Try it ▸
Please copy each line from the entries that contains the string "citations".

Records from a data source ▸
== Segment start ==

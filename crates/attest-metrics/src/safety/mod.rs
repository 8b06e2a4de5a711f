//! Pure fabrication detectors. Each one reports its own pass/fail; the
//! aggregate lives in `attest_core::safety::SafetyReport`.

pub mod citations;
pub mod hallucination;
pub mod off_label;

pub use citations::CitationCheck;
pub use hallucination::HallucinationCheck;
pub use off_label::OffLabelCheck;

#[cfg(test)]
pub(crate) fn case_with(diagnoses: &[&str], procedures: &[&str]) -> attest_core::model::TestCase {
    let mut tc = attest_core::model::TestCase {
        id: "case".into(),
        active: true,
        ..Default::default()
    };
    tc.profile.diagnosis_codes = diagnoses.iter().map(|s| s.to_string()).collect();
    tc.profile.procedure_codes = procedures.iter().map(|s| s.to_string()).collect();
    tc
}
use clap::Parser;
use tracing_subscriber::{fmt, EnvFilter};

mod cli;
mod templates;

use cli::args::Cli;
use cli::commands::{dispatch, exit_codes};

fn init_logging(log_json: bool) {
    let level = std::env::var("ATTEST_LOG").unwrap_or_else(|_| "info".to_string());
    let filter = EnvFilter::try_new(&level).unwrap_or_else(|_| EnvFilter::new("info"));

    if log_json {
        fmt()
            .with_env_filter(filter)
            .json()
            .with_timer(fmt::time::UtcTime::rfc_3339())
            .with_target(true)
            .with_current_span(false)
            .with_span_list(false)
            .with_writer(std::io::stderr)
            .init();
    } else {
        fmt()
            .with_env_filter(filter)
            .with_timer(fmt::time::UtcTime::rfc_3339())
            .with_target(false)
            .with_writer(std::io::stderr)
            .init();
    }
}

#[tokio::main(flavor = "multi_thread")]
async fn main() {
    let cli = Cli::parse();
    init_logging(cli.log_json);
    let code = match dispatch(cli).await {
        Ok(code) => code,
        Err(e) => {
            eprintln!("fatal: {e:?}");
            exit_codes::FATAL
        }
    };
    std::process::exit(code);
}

== Segment end ==

Response area ▸
pub mod citations;
pub use citations::CitationCheck;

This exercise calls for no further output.